Content starts

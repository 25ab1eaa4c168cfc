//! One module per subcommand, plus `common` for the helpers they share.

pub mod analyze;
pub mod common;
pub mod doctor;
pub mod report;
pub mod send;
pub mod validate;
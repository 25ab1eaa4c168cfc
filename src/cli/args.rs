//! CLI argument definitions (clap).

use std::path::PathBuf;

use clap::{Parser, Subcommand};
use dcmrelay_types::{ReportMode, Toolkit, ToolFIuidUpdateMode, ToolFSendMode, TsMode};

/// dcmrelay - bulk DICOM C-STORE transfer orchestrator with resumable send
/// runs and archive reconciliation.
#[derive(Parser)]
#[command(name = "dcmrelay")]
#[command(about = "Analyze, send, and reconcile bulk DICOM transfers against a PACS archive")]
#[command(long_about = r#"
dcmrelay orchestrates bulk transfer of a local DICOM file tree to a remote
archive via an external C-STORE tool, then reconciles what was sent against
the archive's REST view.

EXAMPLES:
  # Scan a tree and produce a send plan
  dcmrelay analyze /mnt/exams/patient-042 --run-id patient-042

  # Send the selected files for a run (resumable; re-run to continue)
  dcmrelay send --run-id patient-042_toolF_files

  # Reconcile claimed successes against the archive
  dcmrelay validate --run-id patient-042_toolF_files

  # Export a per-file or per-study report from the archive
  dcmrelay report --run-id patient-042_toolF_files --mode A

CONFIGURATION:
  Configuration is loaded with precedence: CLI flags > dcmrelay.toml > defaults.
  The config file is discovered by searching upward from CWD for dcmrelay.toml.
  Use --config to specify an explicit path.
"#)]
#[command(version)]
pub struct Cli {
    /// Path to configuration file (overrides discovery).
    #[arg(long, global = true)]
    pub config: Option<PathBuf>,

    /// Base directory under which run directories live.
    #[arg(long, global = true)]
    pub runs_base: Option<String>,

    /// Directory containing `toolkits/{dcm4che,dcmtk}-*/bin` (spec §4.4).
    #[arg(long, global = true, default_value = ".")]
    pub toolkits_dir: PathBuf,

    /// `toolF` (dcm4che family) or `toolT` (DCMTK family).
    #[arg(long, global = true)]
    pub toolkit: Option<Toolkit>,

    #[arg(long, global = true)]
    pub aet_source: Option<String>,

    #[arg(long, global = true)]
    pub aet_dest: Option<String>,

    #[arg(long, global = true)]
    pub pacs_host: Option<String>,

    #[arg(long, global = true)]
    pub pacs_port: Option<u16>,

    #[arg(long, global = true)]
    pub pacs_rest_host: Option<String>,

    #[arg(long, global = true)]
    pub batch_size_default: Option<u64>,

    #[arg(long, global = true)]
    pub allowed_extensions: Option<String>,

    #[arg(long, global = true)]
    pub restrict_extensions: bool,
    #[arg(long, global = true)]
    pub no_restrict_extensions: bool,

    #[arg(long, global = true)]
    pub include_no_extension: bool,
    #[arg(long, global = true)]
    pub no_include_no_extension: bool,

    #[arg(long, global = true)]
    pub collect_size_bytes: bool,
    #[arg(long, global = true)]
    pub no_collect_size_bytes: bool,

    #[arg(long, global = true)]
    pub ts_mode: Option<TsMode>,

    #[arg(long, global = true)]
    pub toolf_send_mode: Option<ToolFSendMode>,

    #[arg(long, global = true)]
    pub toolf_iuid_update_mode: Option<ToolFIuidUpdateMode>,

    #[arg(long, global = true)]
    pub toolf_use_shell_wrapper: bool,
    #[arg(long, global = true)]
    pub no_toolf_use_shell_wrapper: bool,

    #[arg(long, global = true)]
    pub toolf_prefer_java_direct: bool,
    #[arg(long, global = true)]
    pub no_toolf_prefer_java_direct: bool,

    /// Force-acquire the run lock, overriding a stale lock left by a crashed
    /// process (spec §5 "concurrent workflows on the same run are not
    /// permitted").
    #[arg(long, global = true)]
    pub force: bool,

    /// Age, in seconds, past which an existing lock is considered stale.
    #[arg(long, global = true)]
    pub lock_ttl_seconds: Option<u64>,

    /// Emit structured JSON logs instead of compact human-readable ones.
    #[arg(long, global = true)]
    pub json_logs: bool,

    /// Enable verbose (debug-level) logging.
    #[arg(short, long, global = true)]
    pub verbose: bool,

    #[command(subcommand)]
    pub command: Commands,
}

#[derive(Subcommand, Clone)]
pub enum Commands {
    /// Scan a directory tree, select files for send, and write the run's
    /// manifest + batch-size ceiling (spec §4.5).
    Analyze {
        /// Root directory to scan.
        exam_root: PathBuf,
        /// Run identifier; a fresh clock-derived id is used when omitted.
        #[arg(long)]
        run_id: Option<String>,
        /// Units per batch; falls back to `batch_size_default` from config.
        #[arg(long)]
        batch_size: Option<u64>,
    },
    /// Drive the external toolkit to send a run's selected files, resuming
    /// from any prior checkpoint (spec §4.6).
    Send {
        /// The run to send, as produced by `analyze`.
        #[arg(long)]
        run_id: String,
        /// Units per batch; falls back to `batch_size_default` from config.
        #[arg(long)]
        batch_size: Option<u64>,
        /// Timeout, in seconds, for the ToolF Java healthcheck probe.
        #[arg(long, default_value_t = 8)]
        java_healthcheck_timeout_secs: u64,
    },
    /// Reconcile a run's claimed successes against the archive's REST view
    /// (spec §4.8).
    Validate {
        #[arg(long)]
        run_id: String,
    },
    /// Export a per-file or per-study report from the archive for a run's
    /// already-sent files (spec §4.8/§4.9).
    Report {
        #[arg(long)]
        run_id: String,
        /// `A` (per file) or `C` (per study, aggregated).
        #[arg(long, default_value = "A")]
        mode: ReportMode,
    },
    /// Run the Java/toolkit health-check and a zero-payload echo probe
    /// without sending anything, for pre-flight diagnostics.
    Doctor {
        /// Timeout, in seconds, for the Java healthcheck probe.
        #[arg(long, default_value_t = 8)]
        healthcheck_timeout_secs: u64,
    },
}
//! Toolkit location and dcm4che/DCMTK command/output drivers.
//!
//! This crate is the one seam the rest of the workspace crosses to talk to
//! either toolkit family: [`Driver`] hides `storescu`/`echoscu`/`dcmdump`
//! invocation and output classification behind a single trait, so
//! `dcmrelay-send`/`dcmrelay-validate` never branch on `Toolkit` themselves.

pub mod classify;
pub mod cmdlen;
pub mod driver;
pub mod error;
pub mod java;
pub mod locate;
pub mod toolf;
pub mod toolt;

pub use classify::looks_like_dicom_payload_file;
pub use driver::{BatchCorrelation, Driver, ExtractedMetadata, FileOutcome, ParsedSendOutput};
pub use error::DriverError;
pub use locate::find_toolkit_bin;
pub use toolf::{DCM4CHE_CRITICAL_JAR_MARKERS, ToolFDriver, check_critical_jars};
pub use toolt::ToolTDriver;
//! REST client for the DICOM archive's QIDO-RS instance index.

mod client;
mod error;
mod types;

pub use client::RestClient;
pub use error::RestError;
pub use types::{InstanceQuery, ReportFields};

Content ends

» **Problem to solve**: Compute how many lines in the material contain the word "error". Only the result should be written.

» **Solution to this problem**: 4